Un monumento es casi siempre una escultura, porque la práctica de la
escultura está en el origen de hacer funcionar a los objetos como arte, incluso
antes que la pintura y mucho antes también que la arquitectura –por sólo
mencionar a sus compañeras más prestigiosas-, sin embargo es la recién llegada
fotografía la que le permite instalarse en nuestras conciencias.
2.
Un monumento no es siempre una escultura, así como una escultura no es
siempre una estatua. Lo que media entre estas dos últimas es una relación entre
objetos solo percibida por sujetos, y que será lo que recordaremos algún día.
3.
Un monumento no es naturaleza, aun cuando Humboldt habló de monumentos
naturales (naturdenkmal) ante el
espectáculo del Amazonas y los Andes. Lo que media entre ambos es el punto de
vista desde donde se miré: desde allá o desde
acá.
4.
Un monumento no es siempre de piedra, porque las verdaderas piedras
siempre se presentan así mismas, cuestión que aprendimos en América hace mucho al
observar la radical contemporaneidad abstracta de la escultura Inca frente a
los figurativos fetiches tallados en piedra de otras comunidades americanas de
más al norte.
5.
Un monumento no siempre está en el mismo lugar. Sin embargo mientras
queramos tener lugares bajo nuestros pies, certezas en el horizonte y futuros posibles
para nuestros hijos, necesitaremos creer en su inmovilidad para movernos seguros
entre ellos. Pero sin embargo se mueven, como nos declaman los artistas del Land Art, esos Galileos de nuestro
tiempo.
6.
Un monumento no es siempre patrimonio, porque el patrimonio no es
siempre monumental. Esa es la única manera en que podríamos hacernos cargo de la
ética de trabajo que anima nuestros esfuerzos por conservar algo que
indefectiblemente va a desaparecer en su materialidad, solo para dejarnos la
intangibilidad de su promesa de memoria.
7.
Un monumento no es siempre político. Aún cuando sea el poder político el
que con estos sobre determina el deseo de unos por sobre el malestar de todos.

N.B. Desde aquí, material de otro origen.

//! # Batch Driver
//!
//! Splits a long interval into one-hour windows and runs the single-window
//! runner binary once per window, in order. Each window is finished before
//! the next one starts because every run reuses the same temporary
//! namespace.

use crate::command::{CommandRunner, CommandSpec};
use crate::error::{SideloadError, SideloadResult};
use crate::identifiers::Identifier;
use crate::time::{TimeWindow, Timestamp};
use std::path::PathBuf;
use tracing::{info, warn};

/// Width of every batch window, in hours
pub const BATCH_WINDOW_HOURS: i64 = 1;

/// Default program run for each window
pub const DEFAULT_RUNNER_COMMAND: &str = "influx-sideload";

/// Cut `[from, until)` into consecutive one-hour windows.
///
/// The number of windows is the whole number of hours in the interval; a
/// trailing remainder shorter than an hour is not covered. The first window
/// starts at `from` exactly as it was spelled. Windows are produced lazily,
/// one at a time.
pub fn plan_windows(from: &Timestamp, until: &Timestamp) -> SideloadResult<WindowPlan> {
    if from >= until {
        return Err(SideloadError::InvalidWindow {
            start: from.to_string(),
            end: until.to_string(),
        });
    }

    let span = until.instant() - from.instant();
    let total = span.num_hours() / BATCH_WINDOW_HOURS;
    let remainder = span - chrono::TimeDelta::hours(total * BATCH_WINDOW_HOURS);
    if !remainder.is_zero() {
        warn!(
            from = %from,
            until = %until,
            uncovered_secs = remainder.num_seconds(),
            "Interval is not a whole number of hours, the remainder is skipped"
        );
    }

    Ok(WindowPlan {
        cursor: from.clone(),
        remaining: u64::try_from(total).unwrap_or_default(),
    })
}

/// The windows of a batch, in order
#[derive(Debug, Clone)]
pub struct WindowPlan {
    cursor: Timestamp,
    remaining: u64,
}

impl WindowPlan {
    /// Start of the next window
    pub fn start(&self) -> &Timestamp {
        &self.cursor
    }

    /// Windows not yet produced
    pub fn len(&self) -> u64 {
        self.remaining
    }

    pub fn is_empty(&self) -> bool {
        self.remaining == 0
    }
}

impl Iterator for WindowPlan {
    type Item = SideloadResult<TimeWindow>;

    fn next(&mut self) -> Option<Self::Item> {
        if self.remaining == 0 {
            return None;
        }
        self.remaining -= 1;

        let next = match self.cursor.add_hours(BATCH_WINDOW_HOURS) {
            Ok(next) => next,
            Err(e) => {
                self.remaining = 0;
                return Some(Err(e));
            }
        };
        let start = std::mem::replace(&mut self.cursor, next.clone());
        Some(TimeWindow::new(start, next))
    }

    fn size_hint(&self) -> (usize, Option<usize>) {
        match usize::try_from(self.remaining) {
            Ok(n) => (n, Some(n)),
            Err(_) => (usize::MAX, None),
        }
    }
}

/// Whether windows are executed or only printed
#[derive(Debug, Clone, Copy, PartialEq, Eq, Default)]
pub enum DriverMode {
    #[default]
    Execute,
    /// Print each runner invocation to stdout without running it
    DryRun,
}

/// The runner invocation shared by every window, minus the window itself
#[derive(Debug, Clone, PartialEq, Eq)]
pub struct RunnerTemplate {
    pub command: String,
    pub source_host: String,
    pub destination_host: String,
    pub database: Identifier,
    pub staging_directory: PathBuf,
    pub post_restore_wait_secs: u64,
}

impl RunnerTemplate {
    /// Runner invocation for one window, using the runner's own flag names
    pub fn for_window(&self, window: &TimeWindow) -> CommandSpec {
        CommandSpec::new(&self.command).args([
            "-start".to_string(),
            window.start().to_string(),
            "-end".to_string(),
            window.end().to_string(),
            "-influxdb-source".to_string(),
            self.source_host.clone(),
            "-influxdb-destination".to_string(),
            self.destination_host.clone(),
            "-database".to_string(),
            self.database.to_string(),
            "-database-directory".to_string(),
            self.staging_directory.to_string_lossy().into_owned(),
            "-timeout".to_string(),
            self.post_restore_wait_secs.to_string(),
        ])
    }
}

/// Outcome of a completed batch
#[derive(Debug, Clone, Default, PartialEq, Eq)]
pub struct BatchReport {
    /// Windows run (or printed, in dry-run mode)
    pub windows: usize,
    /// Runner invocations, shell-quoted, one per window, in order
    pub invocations: Vec<String>,
}

pub struct BatchDriver<R> {
    commands: R,
    template: RunnerTemplate,
    mode: DriverMode,
}

impl<R: CommandRunner> BatchDriver<R> {
    pub fn new(commands: R, template: RunnerTemplate, mode: DriverMode) -> Self {
        Self {
            commands,
            template,
            mode,
        }
    }

    pub fn mode(&self) -> DriverMode {
        self.mode
    }

    /// Run (or print) every window in order, stopping at the first failure
    pub async fn run(&self, plan: WindowPlan) -> SideloadResult<BatchReport> {
        let mut report = BatchReport::default();

        if plan.is_empty() {
            warn!("Interval is shorter than one window, nothing to do");
        } else {
            info!(
                from = %plan.start(),
                windows = plan.len(),
                hours_per_window = BATCH_WINDOW_HOURS,
                mode = ?self.mode,
                "Starting batch"
            );
        }

        for (index, window) in plan.enumerate() {
            let window = window?;
            let invocation = self.template.for_window(&window);
            let line = invocation.shell_line();

            match self.mode {
                DriverMode::DryRun => println!("{}", line),
                DriverMode::Execute => {
                    info!(index, start = %window.start(), end = %window.end(), "Running window");
                    self.commands.run(&invocation).await.map_err(|e| {
                        SideloadError::WindowFailed {
                            index,
                            start: window.start().to_string(),
                            end: window.end().to_string(),
                            source: Box::new(e),
                        }
                    })?;
                }
            }

            report.invocations.push(line);
            report.windows += 1;
        }

        info!(windows = report.windows, "Batch finished");
        Ok(report)
    }
}
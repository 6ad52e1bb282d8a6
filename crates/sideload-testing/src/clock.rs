use chrono::{DateTime, FixedOffset};
use sideload_core::Clock;

/// A clock that always reports the same instant
#[derive(Debug, Clone, Copy, PartialEq, Eq)]
pub struct FixedClock {
    now: DateTime<FixedOffset>,
}

impl FixedClock {
    pub fn new(now: DateTime<FixedOffset>) -> Self {
        Self { now }
    }

    /// Clock fixed at an RFC3339 instant.
    ///
    /// # Panics
    ///
    /// Panics if `rfc3339` does not parse.
    pub fn at(rfc3339: &str) -> Self {
        Self::new(
            DateTime::parse_from_rfc3339(rfc3339)
                .unwrap_or_else(|e| panic!("invalid fixed clock time '{}': {}", rfc3339, e)),
        )
    }
}

impl Clock for FixedClock {
    fn now(&self) -> DateTime<FixedOffset> {
        self.now
    }
}
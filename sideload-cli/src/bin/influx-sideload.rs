use clap::Parser;
use sideload_cli::{
    CliError, RunnerArgs, SideloadOutcome, init_logging, normalize_args, run_sideload,
};
use sideload_core::{ProcessRunner, SystemClock, ToolPaths};
use sideload_http::timeout_from_env;

#[tokio::main]
async fn main() {
    init_logging();

    let args = match RunnerArgs::try_parse_from(normalize_args(std::env::args_os())) {
        Ok(args) => args,
        Err(e) => {
            let _ = e.print();
            std::process::exit(if e.use_stderr() { 1 } else { 0 });
        }
    };

    if let Err(e) = run(&args).await {
        tracing::error!(error = %e, "influx-sideload failed");
        std::process::exit(1);
    }
}

async fn run(args: &RunnerArgs) -> Result<(), CliError> {
    let tools = ToolPaths::from_env()?;
    let http_timeout = timeout_from_env()?;

    match run_sideload(
        args,
        ProcessRunner::capturing(),
        SystemClock,
        tools,
        http_timeout,
    )
    .await?
    {
        SideloadOutcome::ContinuousQueries(copied) => {
            tracing::info!(copied = copied.len(), "Continuous query copy finished");
        }
        SideloadOutcome::Window(report) => {
            tracing::info!(commands = report.commands.len(), "Run finished");
        }
    }
    Ok(())
}
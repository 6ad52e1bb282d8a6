/// Initialize JSON logging once.
///
/// `RUST_LOG` selects what is logged, with `info` added as a default
/// directive. Logs go to stderr; stdout carries the batch dry-run output.
pub fn init_logging() {
    let env_filter = tracing_subscriber::EnvFilter::from_default_env();
    let env_filter = match "info".parse() {
        Ok(directive) => env_filter.add_directive(directive),
        Err(_) => env_filter,
    };

    let _ = tracing_subscriber::fmt()
        .with_env_filter(env_filter)
        .with_writer(std::io::stderr)
        .json()
        .try_init();
}
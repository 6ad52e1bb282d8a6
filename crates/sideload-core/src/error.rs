//! # Error Types
//!
//! Errors raised while planning and executing a side-load run. Every step of
//! the runner and the batch driver returns one of these instead of aborting
//! the process, so callers can decide which cleanup steps still run.

use crate::identifiers::IdValidationError;
use thiserror::Error;

/// Result type for side-load operations
pub type SideloadResult<T> = Result<T, SideloadError>;

/// Errors that can occur while orchestrating a backup, restore or merge
#[derive(Debug, Error)]
pub enum SideloadError {
    /// A database or namespace name failed validation
    #[error("Invalid identifier '{value}': {source}")]
    InvalidIdentifier {
        value: String,
        #[source]
        source: IdValidationError,
    },

    /// A timestamp could not be parsed or computed
    #[error("Invalid timestamp '{value}': {message}")]
    InvalidTimestamp { value: String, message: String },

    /// A time window whose start is not strictly before its end
    #[error("Invalid time window: start {start} is not before end {end}")]
    InvalidWindow { start: String, end: String },

    /// The external program could not be started
    #[error("Failed to spawn '{program}': {source}")]
    CommandSpawn {
        program: String,
        #[source]
        source: std::io::Error,
    },

    /// The external program ran and exited unsuccessfully
    #[error("Command '{command}' failed ({status}): {stderr}")]
    CommandFailed {
        command: String,
        status: String,
        stderr: String,
    },

    /// A configuration value is missing or malformed
    #[error("Invalid configuration '{key}': {message}")]
    Config { key: String, message: String },

    /// One window of a batch failed; later windows were not attempted
    #[error("Window {index} [{start}, {end}) failed: {source}")]
    WindowFailed {
        index: usize,
        start: String,
        end: String,
        #[source]
        source: Box<SideloadError>,
    },
}

impl SideloadError {
    /// Create an invalid identifier error
    pub fn invalid_identifier(value: impl Into<String>, source: IdValidationError) -> Self {
        Self::InvalidIdentifier {
            value: value.into(),
            source,
        }
    }

    /// Create an invalid timestamp error
    pub fn invalid_timestamp(value: impl Into<String>, message: impl Into<String>) -> Self {
        Self::InvalidTimestamp {
            value: value.into(),
            message: message.into(),
        }
    }

    /// Create a configuration error
    pub fn config(key: impl Into<String>, message: impl Into<String>) -> Self {
        Self::Config {
            key: key.into(),
            message: message.into(),
        }
    }

    /// Whether the error came from an external program rather than from input
    /// validation
    pub fn is_command_failure(&self) -> bool {
        match self {
            SideloadError::CommandSpawn { .. } | SideloadError::CommandFailed { .. } => true,
            SideloadError::WindowFailed { source, .. } => source.is_command_failure(),
            _ => false,
        }
    }
}
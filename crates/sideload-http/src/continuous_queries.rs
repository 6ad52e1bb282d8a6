//! # Continuous Query Copy
//!
//! Reads the continuous-query definitions of one database from the source
//! server and replays each definition, verbatim, against the destination.

use crate::client::QueryClient;
use crate::error::{HttpError, HttpResult};
use crate::response::{QueryResponse, StatementResult};
use serde_json::Value;
use sideload_core::{Identifier, Statement};
use tracing::info;

/// Column holding the query name in `SHOW CONTINUOUS QUERIES` rows
pub const NAME_COLUMN: usize = 0;

/// Column holding the full `CREATE CONTINUOUS QUERY` text
pub const QUERY_COLUMN: usize = 1;

/// One continuous-query definition read from the source
#[derive(Debug, Clone, PartialEq, Eq)]
pub struct ContinuousQueryRecord {
    pub database: String,
    pub name: Option<String>,
    pub query: String,
}

/// Pull the definitions belonging to `database` out of a
/// `SHOW CONTINUOUS QUERIES` response.
///
/// The server lists every database as its own series; series for other
/// databases are skipped. A row of the matching series without a string in
/// the query column is malformed.
pub fn extract_continuous_queries(
    response: &QueryResponse,
    database: &str,
) -> HttpResult<Vec<ContinuousQueryRecord>> {
    let mut records = Vec::new();

    for series in response
        .results
        .iter()
        .flat_map(StatementResult::series)
        .filter(|series| series.name == database)
    {
        for (row, values) in series.values().iter().enumerate() {
            let query = values
                .get(QUERY_COLUMN)
                .and_then(Value::as_str)
                .ok_or_else(|| {
                    HttpError::malformed(format!(
                        "row {} of series '{}' has no query text in column {}",
                        row, series.name, QUERY_COLUMN
                    ))
                })?;

            records.push(ContinuousQueryRecord {
                database: series.name.clone(),
                name: values
                    .get(NAME_COLUMN)
                    .and_then(Value::as_str)
                    .map(str::to_string),
                query: query.to_string(),
            });
        }
    }

    Ok(records)
}

/// Copies continuous queries from a source server to a destination server
#[derive(Debug, Clone)]
pub struct ContinuousQueryCopier {
    source: QueryClient,
    destination: QueryClient,
}

impl ContinuousQueryCopier {
    pub fn new(source: QueryClient, destination: QueryClient) -> Self {
        Self {
            source,
            destination,
        }
    }

    /// Copy every continuous query of `database`, in the order the source
    /// lists them. Stops at the first definition the destination rejects.
    pub async fn copy(&self, database: &Identifier) -> HttpResult<Vec<ContinuousQueryRecord>> {
        let listing = Statement::ShowContinuousQueries.render();
        let response = self.source.query(database.as_str(), &listing).await?;
        let records = extract_continuous_queries(&response, database.as_str())?;

        if records.is_empty() {
            info!(database = %database, "No continuous queries to copy");
            return Ok(records);
        }

        for record in &records {
            info!(
                database = %database,
                name = record.name.as_deref().unwrap_or("<unnamed>"),
                "Copying continuous query"
            );
            self.destination
                .execute(database.as_str(), &record.query)
                .await?;
        }

        info!(
            database = %database,
            copied = records.len(),
            destination = %self.destination.endpoint(),
            "Continuous queries copied"
        );
        Ok(records)
    }
}
//! # Recording Command Runner
//!
//! A [`CommandRunner`] that records each command it is asked to run and
//! reports success without spawning anything. Failures can be scripted by
//! substring of the command line.

use async_trait::async_trait;
use sideload_core::{CommandOutput, CommandRunner, CommandSpec, SideloadError, SideloadResult};
use std::sync::{Arc, Mutex};

/// Exit status reported for scripted failures
pub const SIMULATED_STATUS: &str = "exit status: 1";

/// Records commands instead of running them
#[derive(Debug, Clone, Default)]
pub struct RecordingRunner {
    failures: Vec<String>,
    calls: Arc<Mutex<Vec<CommandSpec>>>,
}

impl RecordingRunner {
    /// Create a runner where every command succeeds
    pub fn new() -> Self {
        Self::default()
    }

    /// Fail every command whose command line contains `needle`
    pub fn with_failure_matching(mut self, needle: impl Into<String>) -> Self {
        self.failures.push(needle.into());
        self
    }

    /// Every command run so far, in order
    pub fn calls(&self) -> Vec<CommandSpec> {
        self.calls.lock().unwrap().clone()
    }

    /// Command lines of every command run so far, in order
    pub fn command_lines(&self) -> Vec<String> {
        self.calls
            .lock()
            .unwrap()
            .iter()
            .map(CommandSpec::command_line)
            .collect()
    }

    /// Get the number of commands run
    pub fn call_count(&self) -> usize {
        self.calls.lock().unwrap().len()
    }

    /// Check if any command line contained `needle`
    pub fn was_called_with(&self, needle: &str) -> bool {
        self.calls
            .lock()
            .unwrap()
            .iter()
            .any(|call| call.command_line().contains(needle))
    }

    /// Forget recorded calls; scripted failures stay
    pub fn reset(&self) {
        self.calls.lock().unwrap().clear();
    }
}

#[async_trait]
impl CommandRunner for RecordingRunner {
    async fn run(&self, command: &CommandSpec) -> SideloadResult<CommandOutput> {
        self.calls.lock().unwrap().push(command.clone());

        let line = command.command_line();
        if self.failures.iter().any(|needle| line.contains(needle.as_str())) {
            return Err(SideloadError::CommandFailed {
                command: line,
                status: SIMULATED_STATUS.to_string(),
                stderr: "simulated failure".to_string(),
            });
        }

        Ok(CommandOutput::default())
    }
}
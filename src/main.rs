//! pmagents - GitHub project analysis and synthetic note generation
//!
//! Three tools behind one CLI: a task dispatcher over github-pm snapshots
//! and repositories, a batch generator for synthetic SOAP notes, and a
//! static issue report.
//!
//! Exit codes:
//!   0 - Success
//!   1 - The task returned an error result, or a runtime error occurred

mod analysis;
mod cli;
mod config;
mod error;
mod models;
mod notes;
mod pm;
mod report;

use anyhow::{Context, Result};
use cli::{Args, Command, PmCommand};
use config::{Config, DEFAULT_CONFIG_FILE};
use error::read_request;
use models::TaskResult;
use notes::{AnthropicClient, NoteGenerator, NoteRequest};
use pm::{GitHubSource, PmAgent, TaskRequest};
use serde::Serialize;
use std::path::Path;
use tracing::{debug, error, info};
use tracing_subscriber::FmtSubscriber;

#[tokio::main]
async fn main() -> Result<()> {
    // Parse command-line arguments
    let args = Args::parse_args();

    // Validate arguments
    if let Err(e) = args.validate() {
        eprintln!("Error: {}", e);
        std::process::exit(1);
    }

    // Handle init-config early (no logging needed)
    if let Command::InitConfig = args.command {
        return handle_init_config();
    }

    // Load configuration; `[general] verbose` feeds the log level
    let mut config = match load_config(&args) {
        Ok(config) => config,
        Err(e) => {
            eprintln!("Error: {:#}", e);
            std::process::exit(1);
        }
    };
    config.merge_with_args(&args);

    // Initialize logging
    init_logging(args.log_level(config.general.verbose));

    info!("pmagents v{}", env!("CARGO_PKG_VERSION"));
    debug!("Arguments: {:?}", args);
    debug!("Configuration: {:?}", config);

    match run(args, config).await {
        Ok(exit_code) => {
            std::process::exit(exit_code);
        }
        Err(e) => {
            error!("Run failed: {}", e);
            eprintln!("\n❌ Error: {}", e);
            std::process::exit(1);
        }
    }
}

/// Handle init-config: generate a default .pmagents.toml.
fn handle_init_config() -> Result<()> {
    let path = Path::new(DEFAULT_CONFIG_FILE);

    if path.exists() {
        eprintln!(
            "⚠️  {} already exists. Remove it first or edit it manually.",
            DEFAULT_CONFIG_FILE
        );
        std::process::exit(1);
    }

    let content = Config::default_toml();
    std::fs::write(path, &content)
        .with_context(|| format!("Failed to write {}", DEFAULT_CONFIG_FILE))?;

    println!("✅ Created {} with default settings.", DEFAULT_CONFIG_FILE);
    println!("   Edit it to customize paths, model, pricing, and insight thresholds.");
    Ok(())
}

/// Initialize logging at the given level.
///
/// Logs go to stderr; stdout carries only results.
fn init_logging(level: tracing::Level) {
    let subscriber = FmtSubscriber::builder()
        .with_max_level(level)
        .with_writer(std::io::stderr)
        .with_target(false)
        .with_thread_ids(false)
        .with_file(false)
        .with_line_number(false)
        .compact()
        .finish();

    tracing::subscriber::set_global_default(subscriber).expect("Failed to set tracing subscriber");
}

/// Dispatch the subcommand. Returns the process exit code.
async fn run(args: Args, config: Config) -> Result<i32> {
    match args.command {
        Command::Pm { ref task } => run_pm(task, &config).await,
        Command::Notes {
            ref category,
            total,
            batch_size,
            ref request,
            ref api_key,
        } => {
            let from_file = match request {
                Some(path) => match read_request::<NoteRequest>(path) {
                    Ok(request) => request,
                    Err(e) => return print_result(&TaskResult::<()>::from_output(Err(e))),
                },
                None => NoteRequest::default(),
            };
            let request = from_file.overridden_by(NoteRequest {
                category: category.clone(),
                total,
                batch_size,
            });
            run_notes(&request, api_key.clone(), &config, !args.quiet).await
        }
        Command::Issues { ref path } => run_issues(path.as_deref(), &config),
        Command::InitConfig => handle_init_config().map(|()| 0),
    }
}

async fn run_pm(task: &PmCommand, config: &Config) -> Result<i32> {
    let token = match task {
        PmCommand::Sync { github_token, .. } | PmCommand::Run { github_token, .. } => {
            github_token.clone()
        }
        _ => None,
    };

    let source = match GitHubSource::new(&config.pm, token) {
        Ok(source) => source,
        Err(e) => return print_result(&TaskResult::<()>::from_output(Err(e))),
    };
    let agent = PmAgent::from_config(config, source);
    eprintln!(
        "📂 github-pm root: {}",
        config.paths.github_pm_root.display()
    );

    let (result, report_only) = match task {
        PmCommand::Trend {
            baseline,
            current,
            report_only,
        } => {
            eprintln!("📊 Comparing {} against {}...", current, baseline);
            let request = TaskRequest::TrendAnalysis {
                baseline_snapshot: Some(baseline.clone()),
                current_snapshot: Some(current.clone()),
            };
            (agent.execute(request).await, *report_only)
        }
        PmCommand::Activity {
            days,
            config_file,
            report_only,
        } => {
            eprintln!("📈 Collecting {} days of commit activity...", days);
            let request = TaskRequest::DailyActivity {
                days: Some(*days),
                config_file: config_file.clone(),
            };
            (agent.execute(request).await, *report_only)
        }
        PmCommand::Sync {
            filters_file,
            apply,
            ..
        } => {
            if *apply {
                eprintln!("🔄 Syncing repositories (writing collection config)...");
            } else {
                eprintln!("🔄 Syncing repositories (dry run)...");
            }
            let request = TaskRequest::SyncRepos {
                dry_run: Some(!apply),
                filters_file: filters_file.clone(),
            };
            (agent.execute(request).await, false)
        }
        PmCommand::Snapshots => (agent.execute(TaskRequest::ListSnapshots {}).await, false),
        PmCommand::Run { request, .. } => match read_request::<serde_json::Value>(request) {
            Ok(value) => (agent.execute_value(value).await, false),
            Err(e) => return print_result(&TaskResult::<()>::from_output(Err(e))),
        },
    };

    if report_only {
        if let Some(report) = result.success().and_then(|p| p.report()) {
            println!("{}", report);
            return Ok(0);
        }
    }

    print_result(&result)
}

async fn run_notes(
    request: &NoteRequest,
    api_key: Option<String>,
    config: &Config,
    show_progress: bool,
) -> Result<i32> {
    let api_key = match api_key.filter(|k| !k.is_empty()) {
        Some(key) => key,
        None => {
            let result: TaskResult<()> = TaskResult::error("ANTHROPIC_API_KEY is not set");
            return print_result(&result);
        }
    };

    let client = match AnthropicClient::new(&config.generator, api_key) {
        Ok(client) => client,
        Err(e) => return print_result(&TaskResult::<()>::from_output(Err(e))),
    };

    eprintln!("📝 Generating synthetic notes...");
    eprintln!("   Model: {}", config.generator.model);
    eprintln!(
        "   Notes root: {}",
        config.paths.synthetic_notes_root.display()
    );

    let generator = NoteGenerator::new(client, &config.paths.synthetic_notes_root, &config.generator)
        .with_progress(show_progress);
    let result = generator.execute(request).await;

    if let Some(report) = result.success() {
        eprintln!(
            "\n✅ {} notes written to {} (${:.4})",
            report.notes_generated,
            report.batch_folder_path.display(),
            report.usage.total_cost
        );
    }

    print_result(&result)
}

fn run_issues(path: Option<&Path>, config: &Config) -> Result<i32> {
    let path = path.unwrap_or(&config.paths.issues_export);
    info!("Loading issue export from {}", path.display());

    match report::issues::load_export(path) {
        Ok(export) => {
            print!("{}", report::issues::render_issue_report(&export));
            Ok(0)
        }
        Err(e) => {
            error!("Issue report failed: {}", e);
            eprintln!("❌ Error: {}", e);
            Ok(1)
        }
    }
}

/// Print a result as JSON; exit code 1 when it is an error.
fn print_result<T: Serialize>(result: &TaskResult<T>) -> Result<i32> {
    println!("{}", report::to_json(result)?);
    if let Some(message) = result.message() {
        eprintln!("❌ Error: {}", message);
    }
    Ok(if result.is_success() { 0 } else { 1 })
}

/// Load configuration from file or use defaults.
///
/// Runs before logging is initialized, so problems go straight to stderr.
fn load_config(args: &Args) -> Result<Config> {
    // Try explicit config path
    if let Some(ref config_path) = args.config {
        return Config::load(config_path);
    }

    // Try default location
    match Config::load_default() {
        Ok(Some(config)) => Ok(config),
        Ok(None) => Ok(Config::default()),
        Err(e) => {
            eprintln!("⚠️  Failed to load {}: {:#}", DEFAULT_CONFIG_FILE, e);
            Ok(Config::default())
        }
    }
}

De ahí que un monumento, éste monumento, se aleje del activismo y se instale
desde la activación de su necesario reconocimiento en la voluntad de su autor,
por sobre el voluntarismo de su comitente.
8.
Un monumento es siempre fallido, está siempre bloqueado y finalmente
desaparecerá. Ya nos dijo el poeta eso de que nada real, todo es real. En medio
de lo cual queda el retorno al origen, siempre.
José de Nordenflycht
Presidente ICOMOS Chile
Presentación
del libro KAY, Ronald Lorenzo Berg/un
origen, Consejo de Monumentos Nacionales, Santiago, Museo Vicuña Mackenna,
10 de marzo 2014. La Fábula es una re-citación parcial de DE NORDENFLYCHT, José de “Trocadero: La Fábula.”, catálogo Trocadero. Javiera
Hiault-Echeverría y Renato Órdenes, Centro de Extensión CNCA, Valparaíso, 22
marzo al 26 de abril 2012.
1 comentario:
Gracias José.
¿Será la memoria de los trabajadores y extrabajadores, un águila con cabeza de cóndor?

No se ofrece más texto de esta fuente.